Before I take that on, I would like to discuss briefly a profound and subtle "meta-physical" problem. One that has significant implications for the future of humanity and planet Earth.

Throughout history there has been a tension between, on the one hand, the greed, lust, competitiveness, and self-interest that are probably derived from our animal heritage--evolution, competition among (and within) species, survival of the fittest, ecological-niche selection and domination, etc.--and, on the other hand, "the better angels of our nature" [Abraham Lincoln]. It is reassuring to recognize that the rule of law tempered with mercy, social tolerance, and inter-community cooperation (at every level up to international) have wider purchase today than they did 100 or 500 or 1,000 years ago. There does indeed seem to be "a long arc of history that bends toward justice" [Martin Luther King].

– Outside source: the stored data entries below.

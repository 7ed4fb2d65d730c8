//! Pure trigger decision: `(Rule, ConsolidatedPrice, balance, lastFireAt) → TransferSignal?`.
//!
//! Mirrors the shape of `validator::is_valid` — a free function with no
//! I/O and no shared state — generalized from "is this quote good enough"
//! to "should this rule fire". Every comparison goes through
//! [`crate::numeric`]; `rust_decimal::Decimal`'s `mantissa()`/`scale()` are
//! the only place a threshold ever leaves integer representation.

use crate::numeric::{bps_of, ge_cross_scale, le_cross_scale};
use crate::observability;
use crate::types::{AmountSpec, ConsolidatedPrice, Direction, Rule, TransferSignal};

/// Evaluate `rule` against `cp`. `balance_units` is the current on-chain
/// balance of the side the rule would move funds out of. `last_fire_at` is
/// the rule's last recorded fire time, if any.
pub fn evaluate(
    rule: &Rule,
    cp: &ConsolidatedPrice,
    balance_units: u128,
    last_fire_at: Option<i64>,
) -> Option<TransferSignal> {
    if !rule.enabled {
        return None;
    }

    if let Some(last) = last_fire_at {
        if cp.at.saturating_sub(last) < rule.cooldown_sec as i64 {
            return None;
        }
    }

    if !crosses_threshold(rule, cp) {
        return None;
    }

    let amount_units = match rule.amount {
        AmountSpec::Absolute { units } => units,
        AmountSpec::Percent { bps } => bps_of(balance_units, bps),
    };

    if amount_units > balance_units {
        observability::insufficient_balance(&rule.rule_id, amount_units, balance_units);
        return None;
    }

    Some(TransferSignal {
        rule_id: rule.rule_id.clone(),
        token_id: rule.token_id.clone(),
        chain_id: rule.chain_id,
        price_at_fire: cp.price,
        decimals_at_fire: cp.decimals,
        fired_at: cp.at,
        amount_units,
        direction: rule.direction,
        from: rule.from_addr(),
        to: rule.to_addr(),
        execution_mode: rule.execution_mode,
    })
}

fn crosses_threshold(rule: &Rule, cp: &ConsolidatedPrice) -> bool {
    let threshold_units = rule.threshold_usd.mantissa().unsigned_abs();
    let threshold_decimals = rule.threshold_usd.scale() as u8;
    let hysteresis_units = bps_of(threshold_units, rule.hysteresis_bps);

    match rule.direction {
        Direction::HotToCold => {
            let fire_at = threshold_units.saturating_add(hysteresis_units);
            ge_cross_scale(cp.price, cp.decimals, fire_at, threshold_decimals)
        }
        Direction::ColdToHot => {
            let fire_at = threshold_units.saturating_sub(hysteresis_units);
            le_cross_scale(cp.price, cp.decimals, fire_at, threshold_decimals)
        }
    }
}

#[cfg(test)]
mod tests {
    use super::*;
    use crate::types::{ConsolidationMode, ExecutionMode};
    use alloy::primitives::Address;
    use rust_decimal::Decimal;

    fn rule(direction: Direction, hysteresis_bps: u32, cooldown_sec: u64, amount: AmountSpec) -> Rule {
        Rule {
            rule_id: "r1".into(),
            token_id: "ETH".into(),
            chain_id: 137,
            threshold_usd: Decimal::new(2000, 0),
            direction,
            amount,
            hot_addr: Address::with_last_byte(1),
            cold_addr: Address::with_last_byte(2),
            execution_mode: ExecutionMode::DirectKey,
            hysteresis_bps,
            cooldown_sec,
            enabled: true,
        }
    }

    fn price_at(price: u128, at: i64) -> ConsolidatedPrice {
        ConsolidatedPrice {
            price,
            decimals: 18,
            at,
            mode: ConsolidationMode::Normal,
            sources_used: vec![],
        }
    }

    // S5 — HotToCold fire with percent amount.
    #[test]
    fn s5_hot_to_cold_percent_amount_fires() {
        let r = rule(Direction::HotToCold, 100, 3600, AmountSpec::Percent { bps: 5_000 });
        let cp = price_at(2_500_000_000_000_000_000_000, 1_700_000_000);
        let balance = 10_000_000_000_000_000_000u128; // 10 * 1e18

        let signal = evaluate(&r, &cp, balance, None).expect("should fire");
        assert_eq!(signal.amount_units, 5_000_000_000_000_000_000);
        assert_eq!(signal.direction, Direction::HotToCold);
        assert_eq!(signal.from, Address::with_last_byte(1));
        assert_eq!(signal.to, Address::with_last_byte(2));
    }

    #[test]
    fn disabled_rule_never_fires() {
        let mut r = rule(Direction::HotToCold, 0, 0, AmountSpec::Absolute { units: 1 });
        r.enabled = false;
        let cp = price_at(3_000_000_000_000_000_000_000, 100);
        assert!(evaluate(&r, &cp, 1_000, None).is_none());
    }

    #[test]
    fn cooldown_suppresses_repeat_fire() {
        let r = rule(Direction::HotToCold, 0, 3600, AmountSpec::Absolute { units: 1 });
        let cp = price_at(3_000_000_000_000_000_000_000, 2_000);
        assert!(evaluate(&r, &cp, 1_000, Some(1_000)).is_none());
    }

    #[test]
    fn cooldown_elapsed_allows_fire() {
        let r = rule(Direction::HotToCold, 0, 3600, AmountSpec::Absolute { units: 1 });
        let cp = price_at(3_000_000_000_000_000_000_000, 5_000);
        assert!(evaluate(&r, &cp, 1_000, Some(1_000)).is_some());
    }

    #[test]
    fn hysteresis_monotonicity_hot_to_cold() {
        // if p1 fires, p2 > p1 must also fire (all else equal).
        let r = rule(Direction::HotToCold, 100, 0, AmountSpec::Absolute { units: 1 });
        let p1 = price_at(2_020_000_000_000_000_000_000, 0); // threshold 2000 + 1% hysteresis = 2020
        let p2 = price_at(2_500_000_000_000_000_000_000, 0);
        assert!(evaluate(&r, &p1, 1_000, None).is_some());
        assert!(evaluate(&r, &p2, 1_000, None).is_some());
    }

    #[test]
    fn below_hysteresis_band_does_not_fire() {
        let r = rule(Direction::HotToCold, 100, 0, AmountSpec::Absolute { units: 1 });
        let cp = price_at(2_010_000_000_000_000_000_000, 0); // 2010 < 2020 threshold+hysteresis
        assert!(evaluate(&r, &cp, 1_000, None).is_none());
    }

    #[test]
    fn cold_to_hot_fires_below_threshold_minus_hysteresis() {
        let r = rule(Direction::ColdToHot, 100, 0, AmountSpec::Absolute { units: 1 });
        let cp = price_at(1_975_000_000_000_000_000_000, 0); // 1980 = 2000 - 1%
        assert!(evaluate(&r, &cp, 1_000, None).is_some());
    }

    #[test]
    fn insufficient_balance_suppresses_signal() {
        let r = rule(Direction::HotToCold, 0, 0, AmountSpec::Absolute { units: 2_000 });
        let cp = price_at(3_000_000_000_000_000_000_000, 0);
        assert!(evaluate(&r, &cp, 1_000, None).is_none());
    }

    #[test]
    fn percent_amount_truncates_toward_zero() {
        let r = rule(Direction::HotToCold, 0, 0, AmountSpec::Percent { bps: 3_333 });
        let cp = price_at(3_000_000_000_000_000_000_000, 0);
        let signal = evaluate(&r, &cp, 3, None).unwrap();
        assert_eq!(signal.amount_units, 0); // 3 * 3333 / 10000 truncates to 0
    }
}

But despite those "better angels" and that "long arc," there persist in the world today widespread ethnic violence including genocides, and the disparate distribution of food and wealth so that some (like us) live in obscene profligacy while billions live in desperate poverty and misery. Moreover, torture and mayhem are endemic in some societies and occasionally seem to raise their ugly heads even in the best of circles.

There is no quick cure for this problem, but there are several factors that can help gradually bend the arc. One is awareness of the problem--to keep the tension between our animal heritage and our better angels always in mind, both philosophically, long-term and also day-by-day (even hour- and minute-by-minute) in orchestrating our words and actions. Another is the willingness to take a stand whenever the opportunity arises against cruelty and bullying, whether it is in the punishing of a child; unnecessary, unfair, and ineffective penal code and practices; predatory business and banking; or simply the ebb and flow of slights in daily life (which people, when they are subjected to them, multiply and pass on).

Water: Each day a billion people don't find safe drinking water. Worldwide underground water tables are sinking--some places where a well once needed to be only 15 or 20 feet deep now cannot reach water hundreds of feet below the surface. And the hydrological cycle (evaporation, cloud formation, rain, river run-off, etc.) that once supplied humanity and the dry earth with bountiful clean, fresh water is being increasingly disrupted and distressed by wasteful irrigation, deforestation, desertification, civil waste, etc.

The "cure" for this problem is to recognize in law and cultural practices that clean, fresh water is not "free." People should be charged for its use and penalized for its misuse (such as in watering lawns, spraying farm fields, dumping contaminants into clean water, etc.). Of course, paying appropriately for water is a general concept change; implementing it would have many specific implications and local variations.

And, yes, agriculture, like many other activities, is a business, that is, a conduit from which the businessperson makes a living by chipping off part of the passing wealth for passing it along effectively. The true cost of water should be passed on to the ultimate consumer, in agriculture and in other activities that use water ("use" in the sense of reducing available clean, fresh water by contamination, dispersion, evaporation, etc.).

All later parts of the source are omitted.